Diafra Sakho a surpris tout le monde à West Ham et mis Upton Park dans sa poche. Photo AFP
L’ancien attaquant du FC Metz est une révélation de la Premier League, sous le maillot de West Ham. Durant deux jours, Diafra Sakho nous a fait partager son nouveau quotidien à Londres.

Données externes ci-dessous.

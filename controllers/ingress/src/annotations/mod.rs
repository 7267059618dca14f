//! Annotation lookup and value parsing.
//!
//! A setting is read from the ingress first, then from the service, then
//! from the controller ConfigMap. On Kubernetes objects every name is tried
//! under each of the accepted prefixes; ConfigMap keys carry no prefix.

pub mod backend;
pub mod ingress;

use crate::error::ControllerError;
use crate::utils::parse_duration;
use std::collections::BTreeMap;
use std::time::Duration;

/// Accepted annotation prefixes, in lookup order.
pub const PREFIXES: [&str; 3] = ["haproxy.org/", "ingress.kubernetes.io/", "haproxy.com/"];

/// Layered annotation sources of one ingress path.
#[derive(Debug, Clone, Copy, Default)]
pub struct Annotations<'a> {
    ingress: Option<&'a BTreeMap<String, String>>,
    service: Option<&'a BTreeMap<String, String>>,
    configmap: Option<&'a BTreeMap<String, String>>,
}

fn prefixed<'a>(source: &'a BTreeMap<String, String>, name: &str) -> Option<&'a str> {
    PREFIXES
        .iter()
        .find_map(|prefix| source.get(&format!("{prefix}{name}")))
        .map(String::as_str)
}

impl<'a> Annotations<'a> {
    /// Layers any of which may be missing.
    pub fn new(
        ingress: Option<&'a BTreeMap<String, String>>,
        service: Option<&'a BTreeMap<String, String>>,
        configmap: Option<&'a BTreeMap<String, String>>,
    ) -> Self {
        Self {
            ingress,
            service,
            configmap,
        }
    }

    /// Only the ConfigMap layer.
    pub fn configmap(configmap: &'a BTreeMap<String, String>) -> Self {
        Self::new(None, None, Some(configmap))
    }

    /// Raw value with ingress › service › configmap precedence. Blank
    /// values count as unset.
    pub fn get(&self, name: &str) -> Option<&'a str> {
        self.ingress
            .and_then(|a| prefixed(a, name))
            .or_else(|| self.service.and_then(|a| prefixed(a, name)))
            .or_else(|| self.configmap.and_then(|c| c.get(name).map(String::as_str)))
            .map(str::trim)
            .filter(|value| !value.is_empty())
    }

    /// First set value among aliases, with the alias that carried it.
    pub fn get_any<'n>(&self, names: &[&'n str]) -> Option<(&'n str, &'a str)> {
        names
            .iter()
            .find_map(|name| self.get(name).map(|value| (*name, value)))
    }

    /// Boolean value, see [`parse_bool`] for the accepted spellings.
    pub fn bool(&self, name: &str) -> Result<Option<bool>, ControllerError> {
        self.get(name).map(|value| parse_bool(name, value)).transpose()
    }

    pub fn u64(&self, name: &str) -> Result<Option<u64>, ControllerError> {
        self.get(name)
            .map(|value| {
                value
                    .parse::<u64>()
                    .map_err(|e| ControllerError::validation(name, value, e))
            })
            .transpose()
    }

    /// Duration such as `5s`, a bare number is milliseconds.
    pub fn duration(&self, name: &str) -> Result<Option<Duration>, ControllerError> {
        self.get(name)
            .map(|value| parse_duration(value).map_err(|e| ControllerError::validation(name, value, e)))
            .transpose()
    }
}

/// Parses `true`/`on`/`enabled`/`1` and their negatives.
pub fn parse_bool(name: &str, value: &str) -> Result<bool, ControllerError> {
    match value.to_ascii_lowercase().as_str() {
        "true" | "on" | "enabled" | "1" => Ok(true),
        "false" | "off" | "disabled" | "0" => Ok(false),
        _ => Err(ControllerError::validation(name, value, "expected a boolean")),
    }
}

/// Parses sizes such as `100k`, `1m` or `512` into HAProxy notation.
pub fn parse_size(name: &str, value: &str) -> Result<String, ControllerError> {
    let digits = value.trim_end_matches(|c: char| c.is_ascii_alphabetic());
    let unit = &value[digits.len()..];
    if digits.is_empty() || digits.parse::<u64>().is_err() {
        return Err(ControllerError::validation(name, value, "invalid size"));
    }
    match unit.to_ascii_lowercase().as_str() {
        "" | "k" | "m" | "g" => Ok(format!("{digits}{}", unit.to_ascii_lowercase())),
        _ => Err(ControllerError::validation(name, value, "unknown size unit")),
    }
}

/// Validates a comma separated list of IP addresses or CIDR blocks.
pub fn parse_ip_list(name: &str, value: &str) -> Result<Vec<String>, ControllerError> {
    let mut ips = Vec::new();
    for item in crate::utils::split_list(value) {
        let (address, mask) = match item.split_once('/') {
            Some((address, mask)) => (address, Some(mask)),
            None => (item.as_str(), None),
        };
        let addr: std::net::IpAddr = address
            .parse()
            .map_err(|e| ControllerError::validation(name, &item, e))?;
        if let Some(mask) = mask {
            let bits: u8 = mask
                .parse()
                .map_err(|e| ControllerError::validation(name, &item, e))?;
            let max = if addr.is_ipv4() { 32 } else { 128 };
            if bits > max {
                return Err(ControllerError::validation(name, &item, "mask out of range"));
            }
        }
        ips.push(item);
    }
    if ips.is_empty() {
        return Err(ControllerError::validation(name, value, "empty address list"));
    }
    Ok(ips)
}

/// Non-empty lines of a multi-line annotation.
pub fn lines(value: &str) -> Vec<String> {
    value
        .lines()
        .map(str::trim)
        .filter(|line| !line.is_empty())
        .map(ToString::to_string)
        .collect()
}

#[cfg(test)]
mod tests {
    use super::*;

    fn map(pairs: &[(&str, &str)]) -> BTreeMap<String, String> {
        pairs.iter().map(|(k, v)| (k.to_string(), v.to_string())).collect()
    }

    #[test]
    fn test_precedence_ingress_service_configmap() {
        let ingress = map(&[("haproxy.org/timeout-server", "5s")]);
        let service = map(&[("ingress.kubernetes.io/timeout-server", "10s"), ("haproxy.com/check", "true")]);
        let configmap = map(&[("timeout-server", "30s"), ("check", "false"), ("maxconn", "1000")]);
        let ann = Annotations::new(Some(&ingress), Some(&service), Some(&configmap));

        assert_eq!(ann.get("timeout-server"), Some("5s"));
        assert_eq!(ann.get("check"), Some("true"));
        assert_eq!(ann.get("maxconn"), Some("1000"));
        assert_eq!(ann.get("missing"), None);
    }

    #[test]
    fn test_aliases_and_blank_values() {
        let ingress = map(&[("haproxy.org/allow-list", " "), ("haproxy.org/whitelist", "10.0.0.0/8")]);
        let ann = Annotations::new(Some(&ingress), None, None);
        assert_eq!(ann.get("allow-list"), None);
        assert_eq!(ann.get_any(&["allow-list", "whitelist"]), Some(("whitelist", "10.0.0.0/8")));
    }

    #[test]
    fn test_alias_value_outlives_alias_list() {
        let ingress = map(&[("haproxy.org/blacklist", "10.0.0.1")]);
        let ann = Annotations::new(Some(&ingress), None, None);
        let value = {
            let names = vec!["deny-list".to_string(), "blacklist".to_string()];
            let names: Vec<&str> = names.iter().map(String::as_str).collect();
            ann.get_any(&names).map(|(_, value)| value)
        };
        assert_eq!(value, Some("10.0.0.1"));
    }

    #[test]
    fn test_typed_values() {
        let ingress = map(&[
            ("haproxy.org/ssl-redirect", "yes"),
            ("haproxy.org/rate-limit-requests", "10"),
            ("haproxy.org/rate-limit-period", "1m"),
        ]);
        let ann = Annotations::new(Some(&ingress), None, None);
        assert!(matches!(ann.bool("ssl-redirect"), Err(ControllerError::Validation(_))));
        assert_eq!(ann.u64("rate-limit-requests").unwrap(), Some(10));
        assert_eq!(ann.duration("rate-limit-period").unwrap(), Some(Duration::from_secs(60)));
    }

    #[test]
    fn test_parse_size_and_ip_list() {
        assert_eq!(parse_size("rate-limit-size", "100k").unwrap(), "100k");
        assert!(parse_size("rate-limit-size", "k").is_err());
        assert!(parse_size("rate-limit-size", "10t").is_err());

        assert_eq!(
            parse_ip_list("deny-list", "10.0.0.1, 192.168.0.0/16,::1").unwrap(),
            vec!["10.0.0.1", "192.168.0.0/16", "::1"]
        );
        assert!(parse_ip_list("deny-list", "10.0.0.0/33").is_err());
        assert!(parse_ip_list("deny-list", "nope").is_err());
    }
}
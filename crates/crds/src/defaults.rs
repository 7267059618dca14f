//! Defaults CRD
//!
//! Overrides of the HAProxy `defaults` section. Referenced from the controller
//! ConfigMap with `cr-defaults: <namespace>/<name>`.

use schemars::JsonSchema;
use serde::{Deserialize, Serialize};

/// Section timeouts, HAProxy time format ("5s", "1m").
#[derive(Debug, Clone, Serialize, Deserialize, JsonSchema, Default, PartialEq, Eq)]
#[serde(rename_all = "snake_case")]
pub struct Timeouts {
    #[serde(default, skip_serializing_if = "Option::is_none")]
    pub connect: Option<String>,
    #[serde(default, skip_serializing_if = "Option::is_none")]
    pub client: Option<String>,
    #[serde(default, skip_serializing_if = "Option::is_none")]
    pub server: Option<String>,
    #[serde(default, skip_serializing_if = "Option::is_none")]
    pub queue: Option<String>,
    #[serde(default, skip_serializing_if = "Option::is_none")]
    pub tunnel: Option<String>,
    #[serde(default, skip_serializing_if = "Option::is_none")]
    pub http_request: Option<String>,
    #[serde(default, skip_serializing_if = "Option::is_none")]
    pub http_keep_alive: Option<String>,
    #[serde(default, skip_serializing_if = "Option::is_none")]
    pub check: Option<String>,
    #[serde(default, skip_serializing_if = "Option::is_none")]
    pub client_fin: Option<String>,
    #[serde(default, skip_serializing_if = "Option::is_none")]
    pub server_fin: Option<String>,
}

/// `option forwardfor` settings.
#[derive(Debug, Clone, Serialize, Deserialize, JsonSchema, Default, PartialEq, Eq)]
#[serde(rename_all = "snake_case")]
pub struct Forwardfor {
    #[serde(default)]
    pub enabled: bool,
    /// CIDR excluded from header insertion
    #[serde(default, skip_serializing_if = "Option::is_none")]
    pub except: Option<String>,
    #[serde(default, skip_serializing_if = "Option::is_none")]
    pub header: Option<String>,
    #[serde(default)]
    pub ifnone: bool,
}

/// Settings applied over the generated `defaults` section.
#[derive(Debug, Clone, Serialize, Deserialize, JsonSchema, Default, PartialEq, Eq)]
#[serde(rename_all = "snake_case")]
pub struct DefaultsConfig {
    /// "http" or "tcp"
    #[serde(default, skip_serializing_if = "Option::is_none")]
    pub mode: Option<String>,

    #[serde(default, skip_serializing_if = "Option::is_none")]
    pub maxconn: Option<i64>,

    #[serde(default)]
    pub timeouts: Timeouts,

    /// "http-keep-alive", "http-server-close" or "httpclose"
    #[serde(default, skip_serializing_if = "Option::is_none")]
    pub http_connection_mode: Option<String>,

    #[serde(default, skip_serializing_if = "Option::is_none")]
    pub forwardfor: Option<Forwardfor>,

    #[serde(default, skip_serializing_if = "Option::is_none")]
    pub log_format: Option<String>,

    #[serde(default, skip_serializing_if = "Option::is_none")]
    pub dontlognull: Option<bool>,

    #[serde(default, skip_serializing_if = "Option::is_none")]
    pub redispatch: Option<bool>,

    #[serde(default, skip_serializing_if = "Option::is_none")]
    pub retries: Option<i64>,
}

/// `ingress.v1.haproxy.org/v1` Defaults.
pub mod v1 {
    use super::DefaultsConfig;
    use kube::CustomResource;
    use schemars::JsonSchema;
    use serde::{Deserialize, Serialize};

    #[derive(CustomResource, Debug, Clone, Serialize, Deserialize, JsonSchema, Default, PartialEq)]
    #[kube(
        group = "ingress.v1.haproxy.org",
        version = "v1",
        kind = "Defaults",
        plural = "defaults",
        namespaced
    )]
    #[serde(rename_all = "snake_case")]
    pub struct DefaultsSpec {
        #[serde(default, skip_serializing_if = "Option::is_none")]
        pub config: Option<DefaultsConfig>,
    }

    impl From<DefaultsSpec> for super::v3::DefaultsSpec {
        fn from(spec: DefaultsSpec) -> Self {
            Self { config: spec.config }
        }
    }
}

/// `ingress.v3.haproxy.org/v3` Defaults.
pub mod v3 {
    use super::DefaultsConfig;
    use kube::CustomResource;
    use schemars::JsonSchema;
    use serde::{Deserialize, Serialize};

    #[derive(CustomResource, Debug, Clone, Serialize, Deserialize, JsonSchema, Default, PartialEq)]
    #[kube(
        group = "ingress.v3.haproxy.org",
        version = "v3",
        kind = "Defaults",
        plural = "defaults",
        namespaced
    )]
    #[serde(rename_all = "snake_case")]
    pub struct DefaultsSpec {
        #[serde(default, skip_serializing_if = "Option::is_none")]
        pub config: Option<DefaultsConfig>,
    }
}
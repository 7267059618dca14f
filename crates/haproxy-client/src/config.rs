//! In-memory HAProxy configuration and its text rendering

use crate::models::*;
use std::collections::BTreeMap;
use std::fmt::Write as _;

/// Children shared by frontend and backend sections.
#[derive(Debug, Clone, PartialEq, Eq, Default)]
pub struct SectionRules {
    pub acls: Vec<Acl>,
    pub tcp_request_rules: Vec<TcpRequestRule>,
    pub http_request_rules: Vec<HttpRequestRule>,
    pub http_response_rules: Vec<HttpResponseRule>,
    pub filters: Vec<Filter>,
    pub log_targets: Vec<LogTarget>,
    pub config_snippet: Vec<String>,
}

/// A frontend with its children.
#[derive(Debug, Clone, PartialEq, Eq, Default)]
pub struct FrontendSection {
    pub frontend: Frontend,
    pub binds: Vec<Bind>,
    pub captures: Vec<Capture>,
    pub backend_switching_rules: Vec<BackendSwitchingRule>,
    pub rules: SectionRules,
}

/// A backend with its children.
#[derive(Debug, Clone, PartialEq, Eq, Default)]
pub struct BackendSection {
    pub backend: Backend,
    pub servers: Vec<Server>,
    pub rules: SectionRules,
}

/// Whole configuration file.
#[derive(Debug, Clone, PartialEq, Eq, Default)]
pub struct Configuration {
    pub global: Global,
    pub global_log_targets: Vec<LogTarget>,
    pub global_config_snippet: Vec<String>,
    pub defaults: Defaults,
    pub peers: BTreeMap<String, Vec<PeerEntry>>,
    pub userlists: BTreeMap<String, Userlist>,
    pub frontends: BTreeMap<String, FrontendSection>,
    pub backends: BTreeMap<String, BackendSection>,
}

const INDENT: &str = "  ";

macro_rules! emit {
    ($out:expr, $($arg:tt)*) => {{
        $out.push_str(INDENT);
        let _ = write!($out, $($arg)*);
        $out.push('\n');
    }};
}

fn opt_line<T: std::fmt::Display>(out: &mut String, keyword: &str, value: Option<&T>) {
    if let Some(value) = value {
        emit!(out, "{keyword} {value}");
    }
}

fn render_rules(out: &mut String, rules: &SectionRules) {
    for filter in &rules.filters {
        emit!(out, "{filter}");
    }
    for acl in &rules.acls {
        emit!(out, "{acl}");
    }
    for rule in &rules.tcp_request_rules {
        emit!(out, "{rule}");
    }
    for rule in &rules.http_request_rules {
        emit!(out, "{rule}");
    }
    for rule in &rules.http_response_rules {
        emit!(out, "{rule}");
    }
    for target in &rules.log_targets {
        emit!(out, "{target}");
    }
}

fn render_snippet(out: &mut String, snippet: &[String]) {
    if snippet.is_empty() {
        return;
    }
    emit!(out, "###_config-snippet_### BEGIN");
    for snippet_line in snippet {
        emit!(out, "{snippet_line}");
    }
    emit!(out, "###_config-snippet_### END");
}

impl Configuration {
    /// Renders the configuration file. Output is a pure function of the
    /// model: sections are emitted in name order.
    pub fn render(&self) -> String {
        let mut out = String::from("# _version=1\n# Managed by haproxy-ingress-controller, do not edit\n\n");
        self.render_global(&mut out);
        self.render_defaults(&mut out);

        for (name, entries) in &self.peers {
            let _ = writeln!(out, "peers {name}");
            for entry in entries {
                emit!(out, "{entry}");
            }
            out.push('\n');
        }

        for (name, userlist) in &self.userlists {
            let _ = writeln!(out, "userlist {name}");
            for user in &userlist.users {
                let keyword = if user.secure { "password" } else { "insecure-password" };
                emit!(out, "user {} {keyword} {}", user.name, user.password);
            }
            out.push('\n');
        }

        for section in self.frontends.values() {
            render_frontend(&mut out, section);
        }
        for section in self.backends.values() {
            render_backend(&mut out, section);
        }
        out
    }

    fn render_global(&self, out: &mut String) {
        let g = &self.global;
        out.push_str("global\n");
        if g.master_worker {
            emit!(out, "master-worker");
        }
        opt_line(out, "pidfile", g.pidfile.as_ref());
        for api in &g.runtime_apis {
            let mut socket = format!("stats socket {}", api.address);
            if !api.level.is_empty() {
                let _ = write!(socket, " level {}", api.level);
            }
            if api.expose_fd_listeners {
                socket.push_str(" expose-fd listeners");
            }
            emit!(out, "{socket}");
        }
        opt_line(out, "default-path", g.default_path.as_ref());
        if g.limited_quic {
            emit!(out, "limited-quic");
        }
        opt_line(out, "server-state-file", g.server_state_file.as_ref());
        opt_line(out, "server-state-base", g.server_state_base.as_ref());
        opt_line(out, "nbthread", g.nbthread.as_ref());
        opt_line(out, "maxconn", g.maxconn.as_ref());
        opt_line(out, "hard-stop-after", g.hard_stop_after.as_ref());
        opt_line(out, "stats timeout", g.stats_timeout.as_ref());
        opt_line(out, "ssl-default-bind-ciphers", g.ssl_default_bind_ciphers.as_ref());
        opt_line(out, "ssl-default-bind-ciphersuites", g.ssl_default_bind_ciphersuites.as_ref());
        opt_line(out, "ssl-default-bind-options", g.ssl_default_bind_options.as_ref());
        opt_line(out, "tune.ssl.default-dh-param", g.tune_ssl_default_dh_param.as_ref());
        opt_line(out, "log-send-hostname", g.log_send_hostname.as_ref());
        opt_line(out, "spread-checks", g.spread_checks.as_ref());
        for target in &self.global_log_targets {
            emit!(out, "{target}");
        }
        render_snippet(out, &self.global_config_snippet);
        out.push('\n');
    }

    fn render_defaults(&self, out: &mut String) {
        let d = &self.defaults;
        out.push_str("defaults\n");
        opt_line(out, "mode", d.mode.as_ref());
        if d.log_global {
            emit!(out, "log global");
        }
        opt_line(out, "log-format", d.log_format.as_ref());
        for option in &d.options {
            emit!(out, "option {option}");
        }
        opt_line(out, "maxconn", d.maxconn.as_ref());
        opt_line(out, "retries", d.retries.as_ref());
        for (name, value) in &d.timeouts {
            emit!(out, "timeout {name} {value}");
        }
        opt_line(out, "load-server-state-from-file", d.load_server_state_from_file.as_ref());
        for errorfile in &d.errorfiles {
            emit!(out, "errorfile {} {}", errorfile.code, errorfile.file);
        }
        out.push('\n');
    }
}

fn render_frontend(out: &mut String, section: &FrontendSection) {
    let f = &section.frontend;
    let _ = writeln!(out, "frontend {}", f.name);
    emit!(out, "mode {}", f.mode);
    for bind in &section.binds {
        emit!(out, "{bind}");
    }
    opt_line(out, "maxconn", f.maxconn.as_ref());
    opt_line(out, "log-format", f.log_format.as_ref());
    for option in &f.options {
        emit!(out, "option {option}");
    }
    for (name, value) in &f.timeouts {
        emit!(out, "timeout {name} {value}");
    }
    opt_line(out, "monitor-uri", f.monitor_uri.as_ref());
    if let Some(uri) = &f.stats_uri {
        emit!(out, "stats enable");
        emit!(out, "stats uri {uri}");
    }
    for capture in &section.captures {
        emit!(out, "{capture}");
    }
    render_rules(out, &section.rules);
    render_snippet(out, &section.rules.config_snippet);
    for rule in &section.backend_switching_rules {
        emit!(out, "{rule}");
    }
    opt_line(out, "default_backend", f.default_backend.as_ref());
    out.push('\n');
}

fn render_backend(out: &mut String, section: &BackendSection) {
    let b = &section.backend;
    let _ = writeln!(out, "backend {}", b.name);
    emit!(out, "mode {}", b.mode);
    if let Some(balance) = &b.balance {
        match &balance.params {
            Some(params) => emit!(out, "balance {} {params}", balance.algorithm),
            None => emit!(out, "balance {}", balance.algorithm),
        }
    }
    opt_line(out, "cookie", b.cookie.as_ref());
    for option in &b.options {
        emit!(out, "option {option}");
    }
    opt_line(out, "http-reuse", b.http_reuse.as_ref());
    for (name, value) in &b.timeouts {
        emit!(out, "timeout {name} {value}");
    }
    opt_line(out, "stick-table", b.stick_table.as_ref());
    render_rules(out, &section.rules);
    render_snippet(out, &section.rules.config_snippet);
    if !b.default_server.is_empty() {
        emit!(out, "default-server {}", b.default_server.join(" "));
    }
    for server in &section.servers {
        emit!(out, "{server}");
    }
    out.push('\n');
}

Ses coéquipiers l’appellent The fireman. Le pompier. Par une nuit d’octobre, Diafra Sakho avait incendié son appartement à Londres. « Je prenais ma douche , j’avais oublié mon thé sénégalais sur le feu, raconte-t-il amusé. Tout l’immeuble et d’autres joueurs, Valencia, Kouyaté, ont été évacués. Quand je me suis retrouvé en bas, je suis resté dans un coin. La honte. »
REPORTAGE
L’ex-Messin, 25 ans, a d’abord affolé la gazette anglaise par accident. Aujourd’hui, le Royaume lui reconnaît d’autres talents de pyromane. Pour son baptême en Premier League, Sakho pèse 12 buts et 2 passes décisives avec West Ham. Une révélation outre-Manche. « A mon arrivée, dit-il , j’ai demandé au coach combien de buts avait marqué son meilleur attaquant l’an dernier. J‘ai dit que j’en mettrai plus. Et je l’ai fait. »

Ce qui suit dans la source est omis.